Oh, my, it does sound like I’m complaining, doesn’t it? Maybe I am…a little. Not that anyone can change anything about it or make it better.

I know if I lived in the same town as children and grandchildren, I wouldn’t be as bored. I know I would be even more bored if I were not involved in several civic groups and in church activities.

And I know if boredom is the worst thing I have to handle, I am more blessed than many.

The point of this blog? Or rather, the points?

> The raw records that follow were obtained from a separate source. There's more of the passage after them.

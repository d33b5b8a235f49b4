//! Integration tests for Kondate
//!
//! End-to-end tests that drive the cookbook the way a request layer would.
//!
mod common;
use common::*;
use kondate::prelude::*;
use std::sync::Arc;
use std::thread;

const CATALOG_JSON: &str = r#"[
    { "type": "ingredient", "name": "egg", "cookTime": 5 },
    { "type": "ingredient", "name": "FLOUR", "cookTime": 2 },
    { "type": "ingredient", "name": "whole-milk", "cookTime": 0 },
    {
        "type": "recipe",
        "name": "batter",
        "requiredItems": [
            { "name": "Egg", "quantity": 2 },
            { "name": "Flour", "quantity": 1 },
            { "name": "Whole Milk", "quantity": 1 }
        ]
    },
    {
        "type": "recipe",
        "name": "Pancake Stack",
        "requiredItems": [
            { "name": "Batter", "quantity": 3 },
            { "name": "Egg", "quantity": 1 }
        ]
    }
]"#;

#[test]
fn test_seed_from_json_and_summarize() {
    let cookbook = Cookbook::new();
    let file = CatalogFile::from_json(CATALOG_JSON).expect("Failed to parse catalog");
    let admitted = cookbook.seed(file).expect("Failed to seed catalog");
    assert_eq!(admitted, 5);

    let summary = cookbook.summarize("pancake_stack").unwrap();
    assert_eq!(summary.name, "Pancake Stack");
    assert_eq!(
        quantities(&summary),
        [("Egg", 7), ("Flour", 3), ("Whole Milk", 3)]
    );
    assert_eq!(summary.cook_time, 5 * 7 + 2 * 3);
}

#[test]
fn test_seed_stops_at_first_rejection() {
    let cookbook = Cookbook::new();
    let file = CatalogFile {
        entries: vec![
            EntryRequest::ingredient("Egg", 5),
            EntryRequest::ingredient("Egg", 6),
            EntryRequest::ingredient("Flour", 2),
        ],
    };
    let result = cookbook.seed(file);
    assert!(matches!(
        result,
        Err(CookbookError::Validation(ValidationError::DuplicateName(_)))
    ));
    assert_eq!(cookbook.store().names(), vec!["Egg"]);
}

#[test]
fn test_entry_request_json_fields() {
    let request: EntryRequest = serde_json::from_str(
        r#"{ "type": "recipe", "name": "Toast", "requiredItems": [{ "name": "Bread", "quantity": 2 }] }"#,
    )
    .unwrap();
    assert_eq!(request, EntryRequest::recipe("Toast", vec![("Bread", 2)]));

    let both: EntryRequest = serde_json::from_str(
        r#"{ "type": "ingredient", "name": "Bread", "cookTime": 3, "requiredItems": [] }"#,
    )
    .unwrap();
    let cookbook = Cookbook::new();
    assert!(cookbook.create_entry(both).is_err());
}

#[test]
fn test_malformed_catalog_json() {
    let err = CatalogFile::from_json("{ not json").unwrap_err();
    assert!(matches!(err, LoadError::Json(_)));

    let err = CatalogFile::from_file("does/not/exist.json").unwrap_err();
    assert!(err.to_string().contains("does/not/exist.json"));
}

#[test]
fn test_parse_name() {
    let cookbook = Cookbook::new();
    assert_eq!(cookbook.parse_name("alpHa-alFRedo").unwrap(), "Alpha Alfredo");
    assert_eq!(
        cookbook.parse_name("  ").unwrap_err(),
        CookbookError::InvalidName("  ".to_string())
    );
}

#[test]
fn test_summary_of_invalid_name_rejected() {
    let cookbook = create_pancake_cookbook();
    assert!(matches!(
        cookbook.summarize("123"),
        Err(CookbookError::InvalidName(_))
    ));
}

#[test]
fn test_concurrent_duplicate_inserts_admit_exactly_one() {
    let cookbook = Arc::new(Cookbook::new());

    let handles: Vec<_> = (0..8)
        .map(|i| {
            let cookbook = Arc::clone(&cookbook);
            thread::spawn(move || {
                cookbook
                    .create_entry(EntryRequest::ingredient("Saffron", i))
                    .is_ok()
            })
        })
        .collect();

    let admitted = handles
        .into_iter()
        .map(|h| h.join().expect("thread panicked"))
        .filter(|ok| *ok)
        .count();

    assert_eq!(admitted, 1);
    assert_eq!(cookbook.store().len(), 1);
}

#[test]
fn test_concurrent_resolution_and_inserts() {
    let cookbook = Arc::new(create_pancake_cookbook());

    let writer = {
        let cookbook = Arc::clone(&cookbook);
        thread::spawn(move || {
            // Digits are stripped by normalization, so names are spelled out in letters.
            for i in 0..50u8 {
                let name = format!("Spice {}{}", (b'a' + i / 26) as char, (b'a' + i % 26) as char);
                cookbook
                    .create_entry(EntryRequest::ingredient(name, 1))
                    .expect("Failed to admit spice");
            }
        })
    };

    let readers: Vec<_> = (0..4)
        .map(|_| {
            let cookbook = Arc::clone(&cookbook);
            thread::spawn(move || {
                for _ in 0..50 {
                    let summary = cookbook.summarize("Pancake").expect("Failed to resolve");
                    assert_eq!(summary.cook_time, 36);
                }
            })
        })
        .collect();

    writer.join().expect("writer panicked");
    for reader in readers {
        reader.join().expect("reader panicked");
    }
    assert_eq!(cookbook.store().len(), 54);
}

  1. If you’re failing to appreciate what you have today because you are so tired and looking forward to retirement, realize it may not be what you envision. It depends upon your personality, your financial resources, and your hobbies.
  2. Do what you can to enjoy activities now while you have the physical and mental abilities to do them. There is no guarantee you will be able to do those things when you retire.
  3. Plan for your retirement by investing in a 401K or other retirement plan. You may tell yourself that you may not live until retirement so why plan for it, but believe me, you will regret it if your financial situation is very restricted. I’ve seen too many people struggle. You may want to travel or play golf or any number of things that cost money, and if you don’t have enough money to do those things, you will be sorry you didn’t plan for the future.
  4. Take care of your health. Exercise, Eat right. All the stuff you’ve heard but possibly don’t do. You want to have the health to do activities. That is, of course, unless you’re okay with being a total couch potato and stuffing your face with food and drink and not caring about feeling well. If that’s your preferred lifestyle, you will love retirement and doing nothing, but I would predict your years to enjoy that lifestyle may be shortened considerably.
  5. Do your best to be debt-free by the time you retire. I don’t agree with Dave Ramsey about everything, but he’s right about many things He has taken his own bad experience and turned it into a resource for millions. Maybe you should start listening to his podcast or reading his books.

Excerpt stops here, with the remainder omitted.